#### HOW TO COMPLETE THIS TASK:
Some lines of these records may hold the word "Command"; state how many, using only the number.

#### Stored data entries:
┄┄┄┄┄┄┄┄┄┄

//! Host runtime discovery
//!
//! Asks the Python interpreter where its headers and libraries live. The
//! answer is computed once per process; if the interpreter cannot be run
//! the build proceeds with no extra directories and the compiler reports
//! the missing header.

use std::path::PathBuf;
use std::process::Command;
use std::sync::LazyLock;

/// Prints include dir, library dir, `major.minor` and the shared runtime
/// library name, one per line
const SYSCONFIG_QUERY: &str = "import sysconfig\n\
print(sysconfig.get_paths()['include'])\n\
print(sysconfig.get_config_var('LIBDIR') or '')\n\
print(sysconfig.get_python_version())\n\
print(sysconfig.get_config_var('INSTSONAME') or sysconfig.get_config_var('LDLIBRARY') or '')";

static HOST: LazyLock<HostPaths> = LazyLock::new(|| {
    let python = python_executable();
    discover(&python).unwrap_or_else(|| {
        crate::debug!("Could not query {python}; building without host include paths");
        HostPaths::default()
    })
});

/// Where the host runtime's build inputs live
#[derive(Debug, Clone, Default, PartialEq, Eq)]
pub struct HostPaths {
    pub include_dirs: Vec<PathBuf>,
    pub library_dirs: Vec<PathBuf>,
    /// Libraries an extension must link against (only on Windows)
    pub libraries: Vec<String>,
    /// `major.minor`, when known
    pub version: Option<String>,
    /// File name of the shared runtime library, e.g. `libpython3.12.so.1.0`.
    /// `None` for interpreters that only ship a static one.
    pub runtime_library: Option<String>,
}

/// Interpreter to query: `PYTHON`, else the platform's usual name
#[must_use]
pub fn python_executable() -> String {
    crate::env_vars::python().unwrap_or_else(|| {
        if cfg!(windows) {
            "python".to_string()
        } else {
            "python3".to_string()
        }
    })
}

/// Host paths for the configured interpreter, discovered once
#[must_use]
pub fn host_paths() -> &'static HostPaths {
    &HOST
}

/// Run `python` and parse its sysconfig answer
#[must_use]
pub fn discover(python: &str) -> Option<HostPaths> {
    let output = Command::new(python)
        .args(["-c", SYSCONFIG_QUERY])
        .output()
        .ok()?;

    if !output.status.success() {
        return None;
    }

    parse_sysconfig(&String::from_utf8_lossy(&output.stdout))
}

/// Parse the sysconfig answer; the runtime library line is optional
#[must_use]
pub fn parse_sysconfig(stdout: &str) -> Option<HostPaths> {
    let mut lines = stdout.lines().map(str::trim);
    let include = lines.next().filter(|line| !line.is_empty())?;
    let libdir = lines.next().unwrap_or_default();
    let version = lines.next().filter(|line| !line.is_empty());
    let runtime_library = lines
        .next()
        .filter(|line| !line.is_empty() && !line.ends_with(".a"));

    let libraries = match version {
        Some(version) if cfg!(windows) => vec![format!("python{}", version.replace('.', ""))],
        _ => Vec::new(),
    };

    Some(HostPaths {
        include_dirs: vec![PathBuf::from(include)],
        library_dirs: if libdir.is_empty() {
            Vec::new()
        } else {
            vec![PathBuf::from(libdir)]
        },
        libraries,
        version: version.map(str::to_string),
        runtime_library: runtime_library.map(str::to_string),
    })
}

#[cfg(test)]
#[allow(clippy::unwrap_used, reason = "Tests can panic")]
mod tests {
    use super::*;

    #[test]
    fn parses_full_answer() {
        let paths =
            parse_sysconfig("/usr/include/python3.12\n/usr/lib/x86_64-linux-gnu\n3.12\n").unwrap();
        assert_eq!(paths.include_dirs, [PathBuf::from("/usr/include/python3.12")]);
        assert_eq!(paths.library_dirs, [PathBuf::from("/usr/lib/x86_64-linux-gnu")]);
        assert_eq!(paths.version.as_deref(), Some("3.12"));
        assert_eq!(paths.runtime_library, None);
    }

    #[test]
    fn parses_shared_runtime_library() {
        let paths = parse_sysconfig(
            "/usr/include/python3.12\n/usr/lib/x86_64-linux-gnu\n3.12\nlibpython3.12.so.1.0\n",
        )
        .unwrap();
        assert_eq!(paths.runtime_library.as_deref(), Some("libpython3.12.so.1.0"));
    }

    #[test]
    fn static_runtime_library_is_skipped() {
        let paths =
            parse_sysconfig("/opt/py/include/python3.12\n/opt/py/lib\n3.12\nlibpython3.12.a\n")
                .unwrap();
        assert_eq!(paths.runtime_library, None);
    }

    #[test]
    fn empty_libdir_is_skipped() {
        let paths = parse_sysconfig("C:\\Python312\\Include\n\n3.12\n").unwrap();
        assert!(paths.library_dirs.is_empty());
    }

    #[test]
    fn empty_answer_is_none() {
        assert!(parse_sysconfig("").is_none());
        assert!(parse_sysconfig("\n").is_none());
    }

    #[test]
    fn missing_interpreter_is_none() {
        assert!(discover("/nonexistent/python-for-weld-tests").is_none());
    }
}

┄┄┄┄┄┄┄┄┄┄

#### RESPONSE TO THE EXERCISE:
2